Originally Posted by Trebor
So, SoS, are you saying it's an orris prominent fragrance?
I'm giving Amouage this year to redeem themselves, after which I'll ignore this house just like all the others that went downhill after tasting some high-profile success...
An orris leather, predominantly, with a slight bitter green woody quality behind it, along with subdued fruits (I'll explain where I think they are coming from, below). Overall, if I had to put it into a two word category, I'd say floral leather.
The opening is just incredible. The grapefruit and elemi are noticeable but thanks to the already prominent orris and leather/suede note, they are incredibly round; the rendering of these notes is unlike anything I can think of at the moment. They only have the complete spotlight for a minute or two, but it is a grand introduction. A friend/fellow DIY perfumer once sent me the most incredible iris absolute; this was the stuff of legend. It had the clarity of Dior Homme's iris, the sweetness of the iris in Guerlinade, and some of the body and rootiness of the iris found in Iris Bleu Gris. Along with being ethereal and slightly powdery, it had a soft but noticeable raspberry note to it. The iris I smell in Beloved Man is the closest I've ever smelled to that legendary sample I had. And yes, there is a hint of raspberry in the first hour or so of Beloved Man. It's deftly integrated though, standing out far less than similar notes in other scents, and I believe most will probably not think 'oh yeah, raspberry!' unless they are looking for it, namely because it's an airy, almost transparent rendition of the note. Later on, the fruity aspects of jasmine absolute combine with some other notes and continue a red fruit impression. I'll elaborate more on that in the future as I'm still trying to figure out exactly what the note is/where it's coming from.
Regarding the opening, It's interesting how it is only after
the brief but luminescent opening of yellow and gold that the orange note moves to the fore. As I said before, it then moves into an orange/orris/leather phase, and the peridot green base slowly makes itself more known as time goes on. I get hints of tobacco (I think this is the saffron note at work), a bit of jasmine green tea, dried grass. This sits under the lightly powdered leather/orange/orris accord, and the juxtaposition of the two calls to mind Nasomatto's China White (and in some ways, probably thanks to the grapefruit/green combination, Invasion Barbare). There is even some overlap with China White in basic scent profile, but (and I just compared them both on paper earlier today to make sure) Beloved feels much more natural, round, and lively. If you ever wanted to describe to a non-scent oriented person what three dimensionality in a fragrance smells like, Beloved is the scent you'd want to show them.
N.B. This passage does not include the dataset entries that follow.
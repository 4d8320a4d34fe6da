//! Telemetry batch model as posted to the collector.

use serde::{Deserialize, Serialize};

/// One unit of work for the dispatcher: everything derived from a single
/// source message.
///
/// Field names on the wire are lower camel case and every field is always
/// present, defaults included.
#[derive(Debug, Clone, PartialEq, Serialize, Deserialize)]
#[serde(rename_all = "camelCase")]
pub struct TelemetryBatch {
    /// ISO-8601 UTC timestamp of the source message.
    pub timestamp: String,

    /// Source-provided sequence number (0 when absent).
    pub msg_seq_number: i64,

    /// Reference point latitude.
    pub home_lat: f64,

    /// Reference point longitude.
    pub home_lon: f64,

    /// Reference point altitude.
    pub home_alt: f64,

    /// Number of units known to the source.
    pub num_uavs_total: i64,

    /// Number of units the source considers active.
    pub num_uavs_active: i64,

    /// Units in source order.
    pub uavs: Vec<UnitRecord>,
}

impl TelemetryBatch {
    /// An empty batch stamped with `timestamp`, all other fields defaulted.
    pub fn empty(timestamp: impl Into<String>) -> Self {
        Self {
            timestamp: timestamp.into(),
            msg_seq_number: 0,
            home_lat: 0.0,
            home_lon: 0.0,
            home_alt: 0.0,
            num_uavs_total: 0,
            num_uavs_active: 0,
            uavs: Vec::new(),
        }
    }
}

/// State snapshot of one tracked vehicle.
#[derive(Debug, Clone, PartialEq, Serialize, Deserialize)]
#[serde(rename_all = "camelCase")]
pub struct UnitRecord {
    pub uav_id: i64,
    pub timestamp: String,
    pub lat: f64,
    pub lon: f64,
    pub alt: f64,
    pub heading: f64,
    pub ground_speed: f64,
    pub vertical_speed: f64,
    /// Local NED frame, metres.
    pub ned_x: f64,
    pub ned_y: f64,
    pub ned_z: f64,
    pub vx: f64,
    pub vy: f64,
    pub vz: f64,
    /// Seconds since this unit last reported.
    pub data_age: f64,
    pub msg_count: i64,
    pub is_active: bool,
}

impl UnitRecord {
    /// A unit with every field defaulted.
    pub fn empty(timestamp: impl Into<String>) -> Self {
        Self {
            uav_id: 0,
            timestamp: timestamp.into(),
            lat: 0.0,
            lon: 0.0,
            alt: 0.0,
            heading: 0.0,
            ground_speed: 0.0,
            vertical_speed: 0.0,
            ned_x: 0.0,
            ned_y: 0.0,
            ned_z: 0.0,
            vx: 0.0,
            vy: 0.0,
            vz: 0.0,
            data_age: 0.0,
            msg_count: 0,
            is_active: false,
        }
    }
}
If anything, Trebor, it's really unlike any other Amouage scent. It's got a bit of Caron DNA, and definitely some Guerlain DNA. Some Dior, perhaps, too? It's definitely a classical men's scent done in a modern way. The late base does have a faint resemblance to Tribute attar (not too surprising I suppose when you look at the note overlap) but it's much softer. Smoother. The whole scent is smooth. Very smooth. They did a good job of capturing the romantic element, while managing to avoid making it overtly sexy
. In that sense, it's character is something like a cross between Dior Homme (confident, slightly feminine, romantic and sexy) and Invasion Barbare (confident, masculine, not overtly sexy but almost seems to condense masculinity as a whole down into a fragrance, much the way Old Spice and Brut do).
So Trebor, I don't know that you'll like it, but I have no doubt that you will find it quite different than anything else by the house. I think you and I could both ID a new Amouage scent as being from Amouage if it continued along the trajectory of the mainline. I don't think most would immediately think Amouage if smelling Beloved blindly. I'm guessing many would think it's a new Guerlain from one of their exclusive lines.